### WHAT IS NEEDED:
Below are entries. Reproduce exactly the lines between the line holding "filename crates/tkf-orchestrator/src/editor.rs" and the line holding "duplicate and conflict", inclusive, and only those.

--------------------------------------------------

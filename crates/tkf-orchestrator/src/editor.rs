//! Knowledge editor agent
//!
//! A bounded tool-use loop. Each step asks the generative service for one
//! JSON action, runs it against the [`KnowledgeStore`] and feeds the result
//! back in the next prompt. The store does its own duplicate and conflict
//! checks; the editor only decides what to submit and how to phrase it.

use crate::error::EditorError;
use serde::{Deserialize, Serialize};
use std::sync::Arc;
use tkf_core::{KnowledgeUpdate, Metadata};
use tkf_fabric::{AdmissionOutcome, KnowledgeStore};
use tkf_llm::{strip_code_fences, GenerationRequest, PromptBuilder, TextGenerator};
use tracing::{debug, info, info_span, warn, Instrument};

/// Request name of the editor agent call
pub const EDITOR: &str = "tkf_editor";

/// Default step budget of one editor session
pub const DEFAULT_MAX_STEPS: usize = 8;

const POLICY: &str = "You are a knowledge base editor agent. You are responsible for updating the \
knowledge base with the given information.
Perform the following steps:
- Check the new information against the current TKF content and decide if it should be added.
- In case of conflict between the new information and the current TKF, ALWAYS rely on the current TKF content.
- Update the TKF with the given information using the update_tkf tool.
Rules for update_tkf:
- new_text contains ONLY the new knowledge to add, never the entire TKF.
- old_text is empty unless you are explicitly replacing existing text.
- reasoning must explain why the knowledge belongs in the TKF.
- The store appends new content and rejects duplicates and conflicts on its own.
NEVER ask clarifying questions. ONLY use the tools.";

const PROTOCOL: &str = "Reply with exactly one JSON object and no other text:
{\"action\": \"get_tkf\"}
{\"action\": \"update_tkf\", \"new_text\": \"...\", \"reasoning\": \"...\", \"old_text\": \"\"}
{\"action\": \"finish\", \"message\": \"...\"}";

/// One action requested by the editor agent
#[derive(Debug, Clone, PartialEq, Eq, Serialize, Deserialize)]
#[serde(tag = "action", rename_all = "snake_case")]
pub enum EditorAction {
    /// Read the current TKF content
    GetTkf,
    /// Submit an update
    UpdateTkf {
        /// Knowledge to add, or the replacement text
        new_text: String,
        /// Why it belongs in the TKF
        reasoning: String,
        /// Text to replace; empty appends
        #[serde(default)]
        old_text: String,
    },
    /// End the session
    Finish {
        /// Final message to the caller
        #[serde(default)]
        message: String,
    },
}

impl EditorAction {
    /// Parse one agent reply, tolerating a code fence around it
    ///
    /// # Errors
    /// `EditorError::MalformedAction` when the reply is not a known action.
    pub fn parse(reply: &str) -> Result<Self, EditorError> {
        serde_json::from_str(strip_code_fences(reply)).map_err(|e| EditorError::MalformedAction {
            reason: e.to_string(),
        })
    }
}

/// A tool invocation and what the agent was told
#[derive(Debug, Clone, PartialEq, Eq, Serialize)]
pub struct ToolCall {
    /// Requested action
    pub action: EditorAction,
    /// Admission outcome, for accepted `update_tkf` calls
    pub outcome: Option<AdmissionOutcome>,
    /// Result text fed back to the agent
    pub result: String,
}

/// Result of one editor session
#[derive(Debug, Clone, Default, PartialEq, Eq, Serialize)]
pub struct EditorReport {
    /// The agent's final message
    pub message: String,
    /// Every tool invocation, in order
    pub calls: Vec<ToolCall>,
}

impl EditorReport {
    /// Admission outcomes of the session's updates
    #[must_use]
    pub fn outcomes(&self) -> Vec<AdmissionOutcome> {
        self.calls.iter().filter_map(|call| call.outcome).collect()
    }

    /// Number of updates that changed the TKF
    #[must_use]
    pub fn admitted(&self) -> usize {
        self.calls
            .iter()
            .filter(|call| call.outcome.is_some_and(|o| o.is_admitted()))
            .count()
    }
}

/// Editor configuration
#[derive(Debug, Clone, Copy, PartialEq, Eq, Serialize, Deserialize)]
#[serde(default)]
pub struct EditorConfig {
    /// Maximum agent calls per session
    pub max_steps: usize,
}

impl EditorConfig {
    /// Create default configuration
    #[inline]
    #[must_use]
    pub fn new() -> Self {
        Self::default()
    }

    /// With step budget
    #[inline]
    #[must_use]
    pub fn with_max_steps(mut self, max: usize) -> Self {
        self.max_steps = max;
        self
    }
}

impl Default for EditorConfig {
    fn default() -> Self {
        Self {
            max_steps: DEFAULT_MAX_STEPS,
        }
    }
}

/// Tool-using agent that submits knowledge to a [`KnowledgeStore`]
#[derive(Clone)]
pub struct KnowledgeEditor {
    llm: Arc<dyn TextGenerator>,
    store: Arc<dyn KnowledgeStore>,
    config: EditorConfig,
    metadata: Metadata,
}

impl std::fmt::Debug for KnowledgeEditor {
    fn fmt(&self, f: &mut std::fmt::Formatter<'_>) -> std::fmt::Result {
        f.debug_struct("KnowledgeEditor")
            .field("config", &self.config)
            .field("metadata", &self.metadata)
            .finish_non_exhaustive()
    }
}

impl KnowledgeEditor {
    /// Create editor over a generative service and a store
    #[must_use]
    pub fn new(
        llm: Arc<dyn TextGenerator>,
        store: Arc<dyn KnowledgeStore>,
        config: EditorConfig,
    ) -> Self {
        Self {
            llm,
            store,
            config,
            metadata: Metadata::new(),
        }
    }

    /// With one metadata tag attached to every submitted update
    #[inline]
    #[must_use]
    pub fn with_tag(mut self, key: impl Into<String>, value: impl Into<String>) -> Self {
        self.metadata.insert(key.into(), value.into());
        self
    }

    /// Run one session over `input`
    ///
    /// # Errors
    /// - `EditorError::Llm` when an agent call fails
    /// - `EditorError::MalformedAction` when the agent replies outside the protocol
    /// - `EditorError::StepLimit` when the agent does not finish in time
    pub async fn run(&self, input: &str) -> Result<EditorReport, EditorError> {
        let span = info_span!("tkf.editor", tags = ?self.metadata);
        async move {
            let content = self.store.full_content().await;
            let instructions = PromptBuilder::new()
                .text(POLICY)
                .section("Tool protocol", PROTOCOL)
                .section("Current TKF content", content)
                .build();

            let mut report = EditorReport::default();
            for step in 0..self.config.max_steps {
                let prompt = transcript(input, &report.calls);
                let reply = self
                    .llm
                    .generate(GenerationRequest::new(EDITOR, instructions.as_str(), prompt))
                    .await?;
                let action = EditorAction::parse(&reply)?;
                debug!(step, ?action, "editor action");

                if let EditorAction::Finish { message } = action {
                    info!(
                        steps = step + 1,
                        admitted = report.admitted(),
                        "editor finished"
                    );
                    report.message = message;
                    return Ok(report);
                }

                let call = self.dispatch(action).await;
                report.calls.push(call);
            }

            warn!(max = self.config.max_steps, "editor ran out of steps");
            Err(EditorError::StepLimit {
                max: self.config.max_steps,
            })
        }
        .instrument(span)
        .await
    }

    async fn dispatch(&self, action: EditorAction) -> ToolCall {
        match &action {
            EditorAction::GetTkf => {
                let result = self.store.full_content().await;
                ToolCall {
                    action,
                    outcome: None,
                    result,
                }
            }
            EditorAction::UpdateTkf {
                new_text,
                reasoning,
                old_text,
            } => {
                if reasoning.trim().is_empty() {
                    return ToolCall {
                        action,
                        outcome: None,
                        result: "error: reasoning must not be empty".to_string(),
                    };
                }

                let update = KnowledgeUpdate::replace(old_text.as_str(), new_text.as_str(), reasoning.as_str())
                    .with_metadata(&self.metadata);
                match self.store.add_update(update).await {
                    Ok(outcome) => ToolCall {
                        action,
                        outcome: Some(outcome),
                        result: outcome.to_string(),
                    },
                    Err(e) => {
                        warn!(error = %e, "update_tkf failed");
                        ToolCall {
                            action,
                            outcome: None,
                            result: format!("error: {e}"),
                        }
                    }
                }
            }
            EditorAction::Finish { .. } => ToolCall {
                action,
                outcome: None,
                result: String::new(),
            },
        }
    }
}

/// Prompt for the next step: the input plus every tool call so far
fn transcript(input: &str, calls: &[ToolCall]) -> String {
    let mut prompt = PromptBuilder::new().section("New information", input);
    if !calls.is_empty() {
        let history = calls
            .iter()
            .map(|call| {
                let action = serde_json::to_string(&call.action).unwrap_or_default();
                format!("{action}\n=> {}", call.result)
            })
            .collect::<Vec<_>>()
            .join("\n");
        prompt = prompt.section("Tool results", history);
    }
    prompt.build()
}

--------------------------------------------------

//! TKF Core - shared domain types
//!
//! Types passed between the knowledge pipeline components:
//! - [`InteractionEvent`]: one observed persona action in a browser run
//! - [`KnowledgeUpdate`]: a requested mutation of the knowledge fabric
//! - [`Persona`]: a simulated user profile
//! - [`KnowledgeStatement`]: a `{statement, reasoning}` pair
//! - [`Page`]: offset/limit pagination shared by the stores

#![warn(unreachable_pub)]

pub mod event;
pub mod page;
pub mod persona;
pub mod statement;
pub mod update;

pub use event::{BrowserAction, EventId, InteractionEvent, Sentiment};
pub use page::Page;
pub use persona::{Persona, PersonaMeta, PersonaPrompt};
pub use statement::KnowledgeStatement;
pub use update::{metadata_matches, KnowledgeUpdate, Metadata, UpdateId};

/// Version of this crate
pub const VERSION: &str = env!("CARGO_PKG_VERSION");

--------------------------------------------------

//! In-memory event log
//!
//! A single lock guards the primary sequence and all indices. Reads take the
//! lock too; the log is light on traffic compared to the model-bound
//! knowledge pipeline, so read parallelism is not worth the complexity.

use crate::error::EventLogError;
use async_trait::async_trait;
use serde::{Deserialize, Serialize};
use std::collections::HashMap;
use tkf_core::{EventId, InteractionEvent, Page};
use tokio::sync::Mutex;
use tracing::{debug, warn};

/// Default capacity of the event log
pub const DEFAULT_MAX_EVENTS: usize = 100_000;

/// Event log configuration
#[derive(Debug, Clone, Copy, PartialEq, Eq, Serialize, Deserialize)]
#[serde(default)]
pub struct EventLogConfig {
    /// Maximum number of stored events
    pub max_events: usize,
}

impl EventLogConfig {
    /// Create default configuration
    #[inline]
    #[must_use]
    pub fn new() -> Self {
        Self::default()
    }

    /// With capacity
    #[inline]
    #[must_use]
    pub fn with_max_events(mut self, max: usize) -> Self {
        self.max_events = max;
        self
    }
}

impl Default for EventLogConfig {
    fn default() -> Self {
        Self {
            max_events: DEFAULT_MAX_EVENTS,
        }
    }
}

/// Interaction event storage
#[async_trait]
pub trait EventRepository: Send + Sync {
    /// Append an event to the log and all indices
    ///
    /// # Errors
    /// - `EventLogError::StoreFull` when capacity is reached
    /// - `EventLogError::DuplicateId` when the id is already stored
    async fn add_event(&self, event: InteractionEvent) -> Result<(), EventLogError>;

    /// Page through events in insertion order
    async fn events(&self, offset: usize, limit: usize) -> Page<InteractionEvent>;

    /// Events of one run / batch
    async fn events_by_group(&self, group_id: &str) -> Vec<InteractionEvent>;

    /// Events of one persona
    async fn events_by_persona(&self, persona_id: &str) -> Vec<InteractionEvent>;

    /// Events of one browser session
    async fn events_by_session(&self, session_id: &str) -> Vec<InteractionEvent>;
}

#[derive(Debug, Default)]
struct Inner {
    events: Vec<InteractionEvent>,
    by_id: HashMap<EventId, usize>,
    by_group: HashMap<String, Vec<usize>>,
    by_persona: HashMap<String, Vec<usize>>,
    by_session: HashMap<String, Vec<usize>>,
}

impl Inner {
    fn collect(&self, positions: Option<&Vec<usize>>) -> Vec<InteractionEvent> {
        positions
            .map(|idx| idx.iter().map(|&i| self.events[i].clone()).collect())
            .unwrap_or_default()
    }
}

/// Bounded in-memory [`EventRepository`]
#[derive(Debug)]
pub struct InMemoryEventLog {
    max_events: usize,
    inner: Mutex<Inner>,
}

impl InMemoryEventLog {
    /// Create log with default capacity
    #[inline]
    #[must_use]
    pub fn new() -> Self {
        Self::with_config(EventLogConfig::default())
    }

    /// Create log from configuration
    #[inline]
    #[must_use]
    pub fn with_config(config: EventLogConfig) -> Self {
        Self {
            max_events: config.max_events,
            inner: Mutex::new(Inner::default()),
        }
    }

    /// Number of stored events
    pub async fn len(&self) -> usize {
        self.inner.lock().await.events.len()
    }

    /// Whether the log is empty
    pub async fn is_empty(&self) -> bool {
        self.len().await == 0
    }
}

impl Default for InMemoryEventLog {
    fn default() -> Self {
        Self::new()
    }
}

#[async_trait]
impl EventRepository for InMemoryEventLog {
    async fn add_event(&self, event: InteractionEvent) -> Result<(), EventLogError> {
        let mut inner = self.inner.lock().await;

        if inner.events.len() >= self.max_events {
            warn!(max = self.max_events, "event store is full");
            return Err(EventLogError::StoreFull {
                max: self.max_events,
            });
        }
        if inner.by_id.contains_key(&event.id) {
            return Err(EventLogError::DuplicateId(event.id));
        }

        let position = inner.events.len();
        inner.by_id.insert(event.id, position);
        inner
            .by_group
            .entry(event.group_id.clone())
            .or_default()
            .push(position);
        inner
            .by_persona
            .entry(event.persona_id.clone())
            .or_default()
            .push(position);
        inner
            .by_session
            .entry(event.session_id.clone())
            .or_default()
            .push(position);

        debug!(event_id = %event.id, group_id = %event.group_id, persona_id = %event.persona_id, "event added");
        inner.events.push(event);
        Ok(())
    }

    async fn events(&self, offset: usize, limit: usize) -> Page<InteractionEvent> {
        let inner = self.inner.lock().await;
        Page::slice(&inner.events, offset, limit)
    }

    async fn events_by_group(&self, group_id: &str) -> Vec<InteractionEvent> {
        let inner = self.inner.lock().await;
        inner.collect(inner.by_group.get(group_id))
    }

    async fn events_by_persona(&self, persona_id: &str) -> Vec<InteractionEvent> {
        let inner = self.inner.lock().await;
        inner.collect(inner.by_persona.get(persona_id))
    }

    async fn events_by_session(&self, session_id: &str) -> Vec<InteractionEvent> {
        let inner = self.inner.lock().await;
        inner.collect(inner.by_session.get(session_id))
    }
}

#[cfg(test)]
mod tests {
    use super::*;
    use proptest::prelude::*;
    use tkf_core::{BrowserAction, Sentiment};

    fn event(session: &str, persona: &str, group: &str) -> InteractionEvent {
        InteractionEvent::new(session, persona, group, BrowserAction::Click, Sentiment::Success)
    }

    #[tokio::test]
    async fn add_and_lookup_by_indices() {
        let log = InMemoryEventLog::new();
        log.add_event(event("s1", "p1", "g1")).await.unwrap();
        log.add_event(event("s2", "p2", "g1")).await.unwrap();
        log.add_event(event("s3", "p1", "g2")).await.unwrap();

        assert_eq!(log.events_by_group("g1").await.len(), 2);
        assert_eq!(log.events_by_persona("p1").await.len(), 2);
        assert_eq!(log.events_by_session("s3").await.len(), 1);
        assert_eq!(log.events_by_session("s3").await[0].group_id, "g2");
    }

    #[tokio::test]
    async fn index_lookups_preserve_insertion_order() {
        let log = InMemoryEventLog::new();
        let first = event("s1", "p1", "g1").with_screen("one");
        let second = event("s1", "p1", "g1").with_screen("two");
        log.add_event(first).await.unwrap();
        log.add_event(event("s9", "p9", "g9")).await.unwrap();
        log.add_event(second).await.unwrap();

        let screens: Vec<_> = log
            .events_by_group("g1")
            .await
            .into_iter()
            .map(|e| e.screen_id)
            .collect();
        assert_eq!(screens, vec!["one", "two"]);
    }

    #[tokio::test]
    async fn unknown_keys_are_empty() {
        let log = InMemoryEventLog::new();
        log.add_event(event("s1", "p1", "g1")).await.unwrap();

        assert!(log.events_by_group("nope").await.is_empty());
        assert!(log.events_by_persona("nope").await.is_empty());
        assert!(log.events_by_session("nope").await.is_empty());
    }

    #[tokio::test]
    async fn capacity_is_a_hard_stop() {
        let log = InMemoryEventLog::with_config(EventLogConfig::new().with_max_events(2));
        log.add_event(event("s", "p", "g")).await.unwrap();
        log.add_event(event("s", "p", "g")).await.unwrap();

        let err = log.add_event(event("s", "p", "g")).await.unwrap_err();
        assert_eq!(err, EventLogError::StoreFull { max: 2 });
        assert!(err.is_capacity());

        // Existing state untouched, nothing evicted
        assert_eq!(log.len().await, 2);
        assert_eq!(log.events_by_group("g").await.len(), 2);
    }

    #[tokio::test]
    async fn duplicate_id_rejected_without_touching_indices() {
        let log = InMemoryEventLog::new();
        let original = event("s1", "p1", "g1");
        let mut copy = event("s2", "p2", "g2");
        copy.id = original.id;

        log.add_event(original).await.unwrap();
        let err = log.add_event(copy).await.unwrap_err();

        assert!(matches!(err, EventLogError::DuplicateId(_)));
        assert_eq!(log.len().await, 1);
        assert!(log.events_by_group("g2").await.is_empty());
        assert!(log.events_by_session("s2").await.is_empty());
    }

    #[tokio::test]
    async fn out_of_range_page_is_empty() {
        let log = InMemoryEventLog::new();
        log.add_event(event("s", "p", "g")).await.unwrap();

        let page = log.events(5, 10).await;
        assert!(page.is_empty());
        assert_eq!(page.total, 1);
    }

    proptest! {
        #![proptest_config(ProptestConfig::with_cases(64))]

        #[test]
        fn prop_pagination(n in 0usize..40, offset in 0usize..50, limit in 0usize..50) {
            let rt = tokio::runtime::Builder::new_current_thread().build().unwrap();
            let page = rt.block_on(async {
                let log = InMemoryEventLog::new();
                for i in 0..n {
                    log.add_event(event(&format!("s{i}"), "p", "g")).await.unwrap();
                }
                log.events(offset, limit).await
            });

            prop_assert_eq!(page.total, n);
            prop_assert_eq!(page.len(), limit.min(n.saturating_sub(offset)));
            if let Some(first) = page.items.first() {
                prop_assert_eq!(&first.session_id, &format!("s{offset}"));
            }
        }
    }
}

--------------------------------------------------

### WRITTEN ANSWER:
filename crates/tkf-orchestrator/src/editor.rs
//! Knowledge editor agent
//!
//! A bounded tool-use loop. Each step asks the generative service for one
//! JSON action, runs it against the [`KnowledgeStore`] and feeds the result
//! back in the next prompt. The store does its own duplicate and conflict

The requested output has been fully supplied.